Likewise, further investigation of the effects of enterotoxins on epithelial inflammation would heighten model validity and human translatability. Transcription factor NF-kB regulates epithelial pro-inflammatory cytokine expression54 and has been found to be constitutively activated in epithelial cells from patients with inflammatory bowel diseases55, making it a valuable readout to assess gut inflammation. Activation of NF-kB in intestinal epithelial cells requires receptor stimulation by pathogen and tissue damage molecules, including toxins such as Bacteroides fragilis’s enterotoxin, Clostridium difficile‘s toxin A and mycotoxin deoxynivalenol56,57,58. NF-kB activation was therefore expected after enterotoxin exposure. However, this effect was not observed after exposure to the toxins studied (Supplementary Figure S1). This suggests that the increase of barrier permeability is NF-kB -independent or that NF-kB activation occurred at an unrecorded timepoint or at different enterotoxin concentrations than the ones tested.

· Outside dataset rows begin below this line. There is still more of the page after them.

use std::io;
use std::path::Path;

use async_trait::async_trait;
use chrono::{DateTime, Utc};
use dashmap::DashMap;
use tokio::sync::{RwLock, mpsc, oneshot};
use ulid::Ulid;

use crate::model::{Entity, Period, Record};
use crate::wal::Wal;

#[derive(Debug)]
pub enum StoreError {
    Wal(String),
    Closed,
}

impl std::fmt::Display for StoreError {
    fn fmt(&self, f: &mut std::fmt::Formatter<'_>) -> std::fmt::Result {
        match self {
            StoreError::Wal(e) => write!(f, "WAL error: {e}"),
            StoreError::Closed => write!(f, "WAL writer shut down"),
        }
    }
}

impl std::error::Error for StoreError {}

/// Row-store contract the engine reads rules and overrides through.
///
/// Query results are ordered by period start, then id.
#[async_trait]
pub trait Store<T: Entity>: Send + Sync {
    async fn find_by_id(&self, id: Ulid) -> Result<Option<T>, StoreError>;

    async fn find_all(&self) -> Result<Vec<T>, StoreError>;

    async fn find_by_status(&self, status: T::Status) -> Result<Vec<T>, StoreError>;

    /// Every entity, in any status, whose period overlaps `period`.
    async fn find_overlapping_period(
        &self,
        period: Period,
        exclude: Option<Ulid>,
    ) -> Result<Vec<T>, StoreError>;

    async fn find_all_non_archived(&self, exclude: Option<Ulid>) -> Result<Vec<T>, StoreError>;

    /// ACTIVE entities whose period ended strictly before `now`.
    async fn find_active_ending_before(&self, now: DateTime<Utc>) -> Result<Vec<T>, StoreError>;

    async fn count(&self) -> Result<usize, StoreError>;

    /// Insert or replace by id.
    async fn save(&self, entity: T) -> Result<(), StoreError>;

    /// Returns false if nothing had that id.
    async fn delete_by_id(&self, id: Ulid) -> Result<bool, StoreError>;
}

// ── Group-commit WAL channel ─────────────────────────────

enum WalCommand<T> {
    Append {
        record: Record<T>,
        response: oneshot::Sender<io::Result<()>>,
    },
    Compact {
        records: Vec<Record<T>>,
        response: oneshot::Sender<io::Result<()>>,
    },
    AppendsSinceCompact {
        response: oneshot::Sender<u64>,
    },
}

type PendingAppend<T> = (Record<T>, oneshot::Sender<io::Result<()>>);

/// Owns the WAL. Drains every append already queued, commits them with one
/// fsync, then answers all senders.
async fn wal_writer_loop<T: Entity>(mut wal: Wal, mut rx: mpsc::Receiver<WalCommand<T>>) {
    while let Some(cmd) = rx.recv().await {
        let (record, response) = match cmd {
            WalCommand::Append { record, response } => (record, response),
            other => {
                handle_non_append(&mut wal, other);
                continue;
            }
        };

        let mut batch: Vec<PendingAppend<T>> = vec![(record, response)];
        let mut deferred = None;
        loop {
            match rx.try_recv() {
                Ok(WalCommand::Append { record, response }) => batch.push((record, response)),
                Ok(other) => {
                    deferred = Some(other);
                    break;
                }
                Err(_) => break,
            }
        }

        metrics::histogram!(crate::observability::WAL_FLUSH_BATCH_SIZE).record(batch.len() as f64);
        let result = flush_batch(&mut wal, &batch);
        for (_, tx) in batch {
            let r = match &result {
                Ok(()) => Ok(()),
                Err(e) => Err(io::Error::new(e.kind(), e.to_string())),
            };
            let _ = tx.send(r);
        }
        if let Some(other) = deferred {
            handle_non_append(&mut wal, other);
        }
    }
}

fn flush_batch<T: Entity>(wal: &mut Wal, batch: &[PendingAppend<T>]) -> io::Result<()> {
    let appended = batch
        .iter()
        .try_for_each(|(record, _)| wal.append_buffered(record));
    // Flush even after a failed append so stale buffered bytes don't leak into
    // the next batch.
    let flushed = wal.flush_sync();
    appended.and(flushed)
}

fn handle_non_append<T: Entity>(wal: &mut Wal, cmd: WalCommand<T>) {
    match cmd {
        WalCommand::Compact { records, response } => {
            let result = Wal::write_compact_file(wal.path(), &records)
                .and_then(|()| wal.swap_compact_file());
            let _ = response.send(result);
        }
        WalCommand::AppendsSinceCompact { response } => {
            let _ = response.send(wal.appends_since_compact());
        }
        WalCommand::Append { .. } => unreachable!("appends are batched by the caller"),
    }
}

/// DashMap-backed store. Durable when opened on a WAL path, volatile otherwise.
pub struct InMemoryStore<T: Entity> {
    records: DashMap<Ulid, T>,
    wal_tx: Option<mpsc::Sender<WalCommand<T>>>,
    /// Writers share it; compaction takes it exclusively so its snapshot never
    /// misses a record already committed to the log.
    commit_lock: RwLock<()>,
}

impl<T: Entity> Default for InMemoryStore<T> {
    fn default() -> Self {
        Self::new()
    }
}

impl<T: Entity> InMemoryStore<T> {
    /// Volatile store with no log.
    pub fn new() -> Self {
        Self {
            records: DashMap::new(),
            wal_tx: None,
            commit_lock: RwLock::new(()),
        }
    }

    /// Replay `path` and spawn its writer task. Must be called inside a Tokio runtime.
    pub fn open(path: &Path) -> io::Result<Self> {
        let replayed = Wal::replay::<T>(path)?;
        let wal = Wal::open(path)?;
        let (wal_tx, wal_rx) = mpsc::channel(4096);
        tokio::spawn(wal_writer_loop(wal, wal_rx));

        let records = DashMap::new();
        for record in replayed {
            match record {
                Record::Saved(entity) => {
                    records.insert(entity.id(), entity);
                }
                Record::Deleted(id) => {
                    records.remove(&id);
                }
            }
        }
        tracing::info!("{} store {}: {} records loaded", T::KIND, path.display(), records.len());

        Ok(Self {
            records,
            wal_tx: Some(wal_tx),
            commit_lock: RwLock::new(()),
        })
    }

    pub fn len(&self) -> usize {
        self.records.len()
    }

    pub fn is_empty(&self) -> bool {
        self.records.is_empty()
    }

    pub fn is_durable(&self) -> bool {
        self.wal_tx.is_some()
    }

    async fn wal_append(&self, record: Record<T>) -> Result<(), StoreError> {
        let Some(wal_tx) = &self.wal_tx else {
            return Ok(());
        };
        let (tx, rx) = oneshot::channel();
        wal_tx
            .send(WalCommand::Append { record, response: tx })
            .await
            .map_err(|_| StoreError::Closed)?;
        rx.await
            .map_err(|_| StoreError::Closed)?
            .map_err(|e| StoreError::Wal(e.to_string()))
    }

    /// Rewrite the log with one `Saved` record per live entity.
    pub async fn compact(&self) -> Result<(), StoreError> {
        let Some(wal_tx) = &self.wal_tx else {
            return Ok(());
        };
        let _exclusive = self.commit_lock.write().await;
        let records: Vec<Record<T>> = self
            .sorted(|_| true)
            .into_iter()
            .map(Record::Saved)
            .collect();
        let (tx, rx) = oneshot::channel();
        wal_tx
            .send(WalCommand::Compact { records, response: tx })
            .await
            .map_err(|_| StoreError::Closed)?;
        rx.await
            .map_err(|_| StoreError::Closed)?
            .map_err(|e| StoreError::Wal(e.to_string()))
    }

    pub async fn appends_since_compact(&self) -> u64 {
        let Some(wal_tx) = &self.wal_tx else {
            return 0;
        };
        let (tx, rx) = oneshot::channel();
        if wal_tx
            .send(WalCommand::AppendsSinceCompact { response: tx })
            .await
            .is_err()
        {
            return 0;
        }
        rx.await.unwrap_or(0)
    }

    fn sorted(&self, keep: impl Fn(&T) -> bool) -> Vec<T> {
        let mut out: Vec<T> = self
            .records
            .iter()
            .filter(|e| keep(e.value()))
            .map(|e| e.value().clone())
            .collect();
        out.sort_by(|a, b| {
            a.period()
                .start
                .cmp(&b.period().start)
                .then_with(|| a.id().cmp(&b.id()))
        });
        out
    }
}

#[async_trait]
impl<T: Entity> Store<T> for InMemoryStore<T> {
    async fn find_by_id(&self, id: Ulid) -> Result<Option<T>, StoreError> {
        Ok(self.records.get(&id).map(|e| e.value().clone()))
    }

    async fn find_all(&self) -> Result<Vec<T>, StoreError> {
        Ok(self.sorted(|_| true))
    }

    async fn find_by_status(&self, status: T::Status) -> Result<Vec<T>, StoreError> {
        Ok(self.sorted(|e| e.status() == status))
    }

    async fn find_overlapping_period(
        &self,
        period: Period,
        exclude: Option<Ulid>,
    ) -> Result<Vec<T>, StoreError> {
        Ok(self.sorted(|e| Some(e.id()) != exclude && e.period().overlaps(&period)))
    }

    async fn find_all_non_archived(&self, exclude: Option<Ulid>) -> Result<Vec<T>, StoreError> {
        Ok(self.sorted(|e| Some(e.id()) != exclude && !e.is_archived()))
    }

    async fn find_active_ending_before(&self, now: DateTime<Utc>) -> Result<Vec<T>, StoreError> {
        Ok(self.sorted(|e| e.is_active() && e.period().end < now))
    }

    async fn count(&self) -> Result<usize, StoreError> {
        Ok(self.records.len())
    }

    async fn save(&self, entity: T) -> Result<(), StoreError> {
        let _shared = self.commit_lock.read().await;
        self.wal_append(Record::Saved(entity.clone())).await?;
        self.records.insert(entity.id(), entity);
        Ok(())
    }

    async fn delete_by_id(&self, id: Ulid) -> Result<bool, StoreError> {
        let _shared = self.commit_lock.read().await;
        if !self.records.contains_key(&id) {
            return Ok(false);
        }
        self.wal_append(Record::Deleted(id)).await?;
        Ok(self.records.remove(&id).is_some())
    }
}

While the Caco-2 OrganoPlate model closely resembles the human intestinal epithelium, it does not fully recapitulate its cellular, tissue and organ complexity. Caco-2 cells exhibit differences in gene expression compared to human intestinal biopsies, which can be attributed to tumoral genetic abnormalities, as Caco-2 are a colorectal carcinoma-derived cell line59. Moreover, variability in culture conditions and heterogeneity of parental cell lines result in morphological and functional differences among different studies, potentially impacting the replicability of the findings60. No mucus, immune cells or commensal microorganisms are included in our model, which are mucosal components that can influence the enterotoxin effects in the epithelium61. However, the OrganoPlate platform allows successful integration of human intestinal organoids62, and co-culture of epithelial cells with mucus-producing and immune cells63. Assessing the effects of enterotoxin exposure in these more complex tissue environments would contribute to a more accurate modeling of human intestinal physiology in the OrganoPlate.

Altogether, our study highlights the potential of the OrganoPlate as a high-throughput, perfused, and membrane-free gut-on-a-chip platform to model the heterogeneous effects of enterotoxins on the intestinal epithelium. The enterotoxins tested in our study decreased barrier permeability by exerting different effects on cell morphology and cytotoxicity, which could be effectively measured and analyzed. This makes the Caco-2 OrganoPlate an attractive alternative to the conventional Transwell models and animal models that so far have governed enterotoxin research and food safety studies.